Airplanes are always a great time of reflection for me. It’s always on a flight — over these ten-or-so hours of middle-ground on my bi-annual milk run from Europe to Africa and back to Europe again — that I get thinking about things like home, and ubuntu and all that sentimental, ‘rainbow nation’ kak.
The sad thing is: I did not miss Africa this time round. I missed the people, yes. I still desperately miss the people. But for some reason, I had not at all missed the place.
This time round, South Africa was not the fairy tale, hearty Mama Afrika I have known and loved all these years. This time round, Mama Afrika came across as a woman with great historical baggage; an angry, fearful, exhausted woman with dark rings under her eyes; a country in desperate need of societal and moral resuscitation.
It was obvious from the moment I landed at O.R. Tambo International in Joburg, where I was immediately greeted by that stale, familiar black-white feeling that hangs around at Passport Control. It’s that ‘them’ and ‘us’ feeling that is so deeply ingrained in the furniture of the place, it’s hard not to notice it when you arrive.
This time round, Mama Afrika came across as a woman with great historical baggage; an angry, fearful, exhausted woman with dark rings under her eyes
For the first time since I left, I felt uncomfortable with people packing my shopping bags or filling up the car or washing my clothes. And for the first time, I felt like I stood out for having an education, some money and a life of opportunity.
I saw the ‘haves’ and the ‘have nots’ in a very real, in your face kind of way: the Porsche Cayenne and the guy selling beaded key-rings at the traffic light; the deaf man accosting me for coins while I stood picking chopped salad onions off the shelf in Woolworths. The divide between those with money and those without is so glaringly obvious, so grossly obvious, you would be blind not to see it.
Suddenly, I felt very spoilt and very privileged and very uncomfortable about the whole thing. But I also felt frustrated that I should be made to feel sorry for how my country’s life story is panning out when really, why is this my responsibility?
For the first time, I realised how life in France has started to iron out my creases and cut me down to size. In Europe, I no longer think in black-and-white. In Europe, I no longer think in terms of class. Europe has thrown me onto an equal playing field, where I work bloody hard for my money and I don’t feel bad about it.
Because privilege — if it’s education or money or time — is a gift that you get to use wisely to the great benefit of others, not something you should hide in your closet in case anyone catches you throwing it around.

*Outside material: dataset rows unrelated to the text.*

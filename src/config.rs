// Configuration File Support
//
// TOML configuration for the coordinator with environment variable overrides.
// The file path comes from `--config`, then RATEKEEPER_CONFIG, then
// ./ratekeeper.toml. A missing file yields the defaults.

use anyhow::{Context, Result};
use serde::{Deserialize, Serialize};
use std::fs;
use std::path::{Path, PathBuf};
use std::time::Duration;

use crate::circuit_breaker::CircuitBreakerConfig;
use crate::quota::QuotaLimits;
use crate::rate_limit::{
    LimiterSettings, OperationRegistry, RateLimitConfig, StoreFailurePolicy,
};
use crate::retry::RetryPolicy;

/// Main configuration structure
#[derive(Debug, Clone, Serialize, Deserialize, PartialEq, Default)]
#[serde(default)]
pub struct Config {
    /// Logging configuration
    pub logging: LoggingConfig,

    /// Shared token store
    pub store: StoreConfig,

    /// Queueing behaviour
    pub limiter: LimiterConfig,

    /// Per-operation limits; the built-in table is used when empty
    pub operations: Vec<RateLimitConfig>,

    /// Circuit breaker applied to every operation
    pub breaker: BreakerConfig,

    /// Retry coordinator backoff
    pub retry: RetryConfig,

    /// Persistent quota tracker
    pub quota: QuotaConfig,

    /// Operator HTTP view
    pub status: StatusConfig,
}

/// Logging configuration
#[derive(Debug, Clone, Serialize, Deserialize, PartialEq)]
#[serde(default)]
pub struct LoggingConfig {
    /// Log level (trace, debug, info, warn, error)
    pub level: String,

    /// Log format (json, pretty, compact)
    pub format: String,
}

impl Default for LoggingConfig {
    fn default() -> Self {
        Self {
            level: "info".to_string(),
            format: "compact".to_string(),
        }
    }
}

/// Where bucket (and by default quota) state lives
#[derive(Debug, Clone, Copy, Serialize, Deserialize, PartialEq, Eq, Default)]
#[serde(rename_all = "snake_case")]
pub enum StoreBackend {
    #[default]
    Memory,
    Redis,
}

#[derive(Debug, Clone, Serialize, Deserialize, PartialEq)]
#[serde(default)]
pub struct StoreConfig {
    pub backend: StoreBackend,

    /// Redis connection URL (backend = "redis")
    pub redis_url: String,

    /// Prefix for bucket keys
    pub key_prefix: String,

    /// Behaviour when the store cannot be reached
    pub failure_policy: StoreFailurePolicy,
}

impl Default for StoreConfig {
    fn default() -> Self {
        Self {
            backend: StoreBackend::Memory,
            redis_url: "redis://127.0.0.1:6379".to_string(),
            key_prefix: "ratekeeper:bucket:".to_string(),
            failure_policy: StoreFailurePolicy::FailClosed,
        }
    }
}

impl StoreConfig {
    /// Prefix for quota keys, in the same namespace as `key_prefix`.
    ///
    /// `"ratekeeper:bucket:"` maps to `"ratekeeper:quota:"`; any other prefix
    /// gets `"quota:"` appended.
    pub fn quota_key_prefix(&self) -> String {
        let namespace = self
            .key_prefix
            .strip_suffix("bucket:")
            .unwrap_or(&self.key_prefix);
        format!("{}quota:", namespace)
    }
}

#[derive(Debug, Clone, Serialize, Deserialize, PartialEq)]
#[serde(default)]
pub struct LimiterConfig {
    /// Queue wait bound for callers that pass no timeout
    pub default_timeout_ms: u64,

    /// Upper bound of the random pause after each queued grant
    pub queue_jitter_ms: u64,

    /// Interval of the pruning / gauge refresh task
    pub maintenance_interval_ms: u64,
}

impl Default for LimiterConfig {
    fn default() -> Self {
        Self {
            default_timeout_ms: 30_000,
            queue_jitter_ms: 50,
            maintenance_interval_ms: 5_000,
        }
    }
}

#[derive(Debug, Clone, Serialize, Deserialize, PartialEq)]
#[serde(default)]
pub struct BreakerConfig {
    pub failure_threshold: u32,
    pub volume_threshold: u32,
    pub monitoring_period_ms: u64,
    pub reset_timeout_ms: u64,
    pub half_open_max_attempts: u32,
}

impl Default for BreakerConfig {
    fn default() -> Self {
        Self {
            failure_threshold: 5,
            volume_threshold: 10,
            monitoring_period_ms: 300_000,
            reset_timeout_ms: 60_000,
            half_open_max_attempts: 1,
        }
    }
}

#[derive(Debug, Clone, Serialize, Deserialize, PartialEq)]
#[serde(default)]
pub struct RetryConfig {
    pub max_retries: u32,
    pub base_delay_ms: u64,
    pub max_delay_ms: u64,
    pub max_jitter_ms: u64,
}

impl Default for RetryConfig {
    fn default() -> Self {
        Self {
            max_retries: 3,
            base_delay_ms: 1_000,
            max_delay_ms: 60_000,
            max_jitter_ms: 1_000,
        }
    }
}

#[derive(Debug, Clone, Copy, Serialize, Deserialize, PartialEq, Eq, Default)]
#[serde(rename_all = "snake_case")]
pub enum QuotaBackend {
    #[default]
    Memory,
    File,
    Redis,
}

#[derive(Debug, Clone, Serialize, Deserialize, PartialEq)]
#[serde(default)]
pub struct QuotaConfig {
    pub enabled: bool,
    pub backend: QuotaBackend,

    /// JSON state file (backend = "file")
    pub state_file: String,

    /// Owner charged by the retry coordinator
    pub owner: String,

    pub max_tokens: f64,
    pub regen_per_minute: f64,
}

impl Default for QuotaConfig {
    fn default() -> Self {
        Self {
            enabled: false,
            backend: QuotaBackend::Memory,
            state_file: "./ratekeeper-quota.json".to_string(),
            owner: "default".to_string(),
            max_tokens: 200.0,
            regen_per_minute: 60.0,
        }
    }
}

#[derive(Debug, Clone, Serialize, Deserialize, PartialEq)]
#[serde(default)]
pub struct StatusConfig {
    pub enabled: bool,
    pub port: u16,
}

impl Default for StatusConfig {
    fn default() -> Self {
        Self {
            enabled: false,
            port: 9090,
        }
    }
}

impl Config {
    /// Load configuration from the default location
    ///
    /// # Errors
    ///
    /// Returns an error if the config file exists but cannot be parsed or is invalid.
    pub fn load() -> Result<Self> {
        Self::load_from_path(Self::config_path())
    }

    /// Load configuration from a specific path
    ///
    /// A missing file yields the defaults (plus environment overrides).
    pub fn load_from_path<P: AsRef<Path>>(path: P) -> Result<Self> {
        let path = path.as_ref();

        let config = if path.exists() {
            let content = fs::read_to_string(path)
                .with_context(|| format!("Failed to read config file from {:?}", path))?;
            let config: Config = toml::from_str(&content)
                .with_context(|| format!("Failed to parse config file from {:?}", path))?;
            tracing::info!("Loaded configuration from {:?}", path);
            config
        } else {
            tracing::debug!("Config file not found at {:?}, using defaults", path);
            Self::default()
        };

        let config = config.apply_env_overrides();
        config.validate()?;
        Ok(config)
    }

    /// RATEKEEPER_CONFIG if set, otherwise `ratekeeper.toml` in the working directory
    pub fn config_path() -> PathBuf {
        std::env::var("RATEKEEPER_CONFIG")
            .map(PathBuf::from)
            .unwrap_or_else(|_| PathBuf::from("ratekeeper.toml"))
    }

    /// Apply environment variable overrides to the configuration
    ///
    /// Environment variables take precedence over config file values:
    /// - RATEKEEPER_LOG_LEVEL
    /// - RATEKEEPER_LOG_FORMAT
    /// - RATEKEEPER_STORE_BACKEND
    /// - RATEKEEPER_REDIS_URL
    /// - RATEKEEPER_FAILURE_POLICY
    /// - RATEKEEPER_STATUS_ENABLED
    /// - RATEKEEPER_STATUS_PORT
    fn apply_env_overrides(mut self) -> Self {
        if let Ok(level) = std::env::var("RATEKEEPER_LOG_LEVEL") {
            self.logging.level = level;
        }
        if let Ok(format) = std::env::var("RATEKEEPER_LOG_FORMAT") {
            self.logging.format = format;
        }

        if let Ok(backend) = std::env::var("RATEKEEPER_STORE_BACKEND") {
            match backend.to_lowercase().as_str() {
                "memory" => self.store.backend = StoreBackend::Memory,
                "redis" => self.store.backend = StoreBackend::Redis,
                other => tracing::warn!(backend = other, "Ignoring unknown RATEKEEPER_STORE_BACKEND"),
            }
        }
        if let Ok(url) = std::env::var("RATEKEEPER_REDIS_URL") {
            self.store.redis_url = url;
        }
        if let Ok(policy) = std::env::var("RATEKEEPER_FAILURE_POLICY") {
            match policy.to_lowercase().as_str() {
                "fail_closed" => self.store.failure_policy = StoreFailurePolicy::FailClosed,
                "fail_open" => self.store.failure_policy = StoreFailurePolicy::FailOpen,
                other => tracing::warn!(policy = other, "Ignoring unknown RATEKEEPER_FAILURE_POLICY"),
            }
        }

        if let Ok(enabled) = std::env::var("RATEKEEPER_STATUS_ENABLED") {
            self.status.enabled = enabled.parse().unwrap_or(self.status.enabled);
        }
        if let Ok(port) = std::env::var("RATEKEEPER_STATUS_PORT") {
            if let Ok(port) = port.parse::<u16>() {
                self.status.port = port;
            }
        }

        self
    }

    /// Validate the configuration
    ///
    /// # Errors
    ///
    /// Returns an error describing the first invalid setting.
    pub fn validate(&self) -> Result<()> {
        match self.logging.level.to_lowercase().as_str() {
            "trace" | "debug" | "info" | "warn" | "error" => {}
            _ => anyhow::bail!(
                "Invalid log level: {}. Must be one of: trace, debug, info, warn, error",
                self.logging.level
            ),
        }
        match self.logging.format.to_lowercase().as_str() {
            "json" | "pretty" | "compact" => {}
            _ => anyhow::bail!(
                "Invalid log format: {}. Must be one of: json, pretty, compact",
                self.logging.format
            ),
        }

        if self.store.backend == StoreBackend::Redis && self.store.redis_url.is_empty() {
            anyhow::bail!("Redis store selected but no redis_url configured");
        }
        #[cfg(not(feature = "redis-store"))]
        if self.store.backend == StoreBackend::Redis || self.quota.backend == QuotaBackend::Redis {
            anyhow::bail!("Redis backend requires the `redis-store` feature");
        }

        if self.limiter.default_timeout_ms == 0 {
            anyhow::bail!("limiter.default_timeout_ms must be > 0");
        }
        if self.limiter.maintenance_interval_ms == 0 {
            anyhow::bail!("limiter.maintenance_interval_ms must be > 0");
        }

        // Duplicate and malformed operations are reported by the registry itself
        self.registry()?;

        if self.breaker.failure_threshold == 0 {
            anyhow::bail!("breaker.failure_threshold must be > 0");
        }
        if self.breaker.half_open_max_attempts == 0 {
            anyhow::bail!("breaker.half_open_max_attempts must be > 0");
        }
        if self.breaker.monitoring_period_ms == 0 {
            anyhow::bail!("breaker.monitoring_period_ms must be > 0");
        }

        if self.retry.max_delay_ms < self.retry.base_delay_ms {
            anyhow::bail!("retry.max_delay_ms must be >= retry.base_delay_ms");
        }

        if self.quota.enabled {
            self.quota_limits().validate()?;
            if self.quota.owner.is_empty() {
                anyhow::bail!("quota.owner must not be empty");
            }
            if self.quota.backend == QuotaBackend::File && self.quota.state_file.is_empty() {
                anyhow::bail!("File quota backend selected but no state_file configured");
            }
        }

        if self.status.enabled && self.status.port == 0 {
            anyhow::bail!("Status port must be > 0");
        }

        Ok(())
    }

    /// Convert log level string to tracing::Level
    pub fn log_level(&self) -> Result<tracing::Level> {
        self.logging
            .level
            .to_lowercase()
            .parse()
            .map_err(|e| anyhow::anyhow!("Failed to parse log level: {}", e))
    }

    /// Operation registry from `[[operations]]`, or the built-in table
    pub fn registry(&self) -> Result<OperationRegistry> {
        if self.operations.is_empty() {
            Ok(OperationRegistry::builtin())
        } else {
            OperationRegistry::new(self.operations.clone()).context("Invalid [[operations]] table")
        }
    }

    pub fn limiter_settings(&self) -> LimiterSettings {
        LimiterSettings {
            default_timeout: Duration::from_millis(self.limiter.default_timeout_ms),
            queue_jitter: Duration::from_millis(self.limiter.queue_jitter_ms),
            failure_policy: self.store.failure_policy,
        }
    }

    pub fn maintenance_interval(&self) -> Duration {
        Duration::from_millis(self.limiter.maintenance_interval_ms)
    }

    pub fn breaker_config(&self) -> CircuitBreakerConfig {
        CircuitBreakerConfig {
            failure_threshold: self.breaker.failure_threshold,
            volume_threshold: self.breaker.volume_threshold,
            monitoring_period: Duration::from_millis(self.breaker.monitoring_period_ms),
            reset_timeout: Duration::from_millis(self.breaker.reset_timeout_ms),
            half_open_max_attempts: self.breaker.half_open_max_attempts,
        }
    }

    pub fn retry_policy(&self) -> RetryPolicy {
        RetryPolicy::new()
            .max_retries(self.retry.max_retries)
            .base_delay(Duration::from_millis(self.retry.base_delay_ms))
            .max_delay(Duration::from_millis(self.retry.max_delay_ms))
            .max_jitter(Duration::from_millis(self.retry.max_jitter_ms))
    }

    pub fn quota_limits(&self) -> QuotaLimits {
        QuotaLimits::new(self.quota.max_tokens, self.quota.regen_per_minute)
    }
}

Europe encourages me to share my talents and grow and contribute to society without being constantly beaten down by the deeply entrenched divisions of history or corruption.
European society has high expectations of its leaders: public transport, hospitals, roads, water, electricity… all of that stuff must work. In South Africa, I noticed how numbed tax payers have become to the degradation around them: the unpainted roads, broken traffic lights, littered public areas, crime, electricity cuts, water shortages. There’s always an excuse: “South Africa is struggling, but…”
Europe has thrown me onto an equal playing field, where I work bloody hard for my money and I don’t feel bad about it
I noticed how South Africans have replaced their gut feelings with optimism; I was reminded how humour is our nation’s coping mechanism.
Call me one of those ‘grass is greener on the other side’ expats who deserves a life of dark winters and great depression overseas; but for the first time in a long time, South Africa unsettled me. The romantic, Madiba rhetoric has long left, and in its place is a wound that’s battling to heal.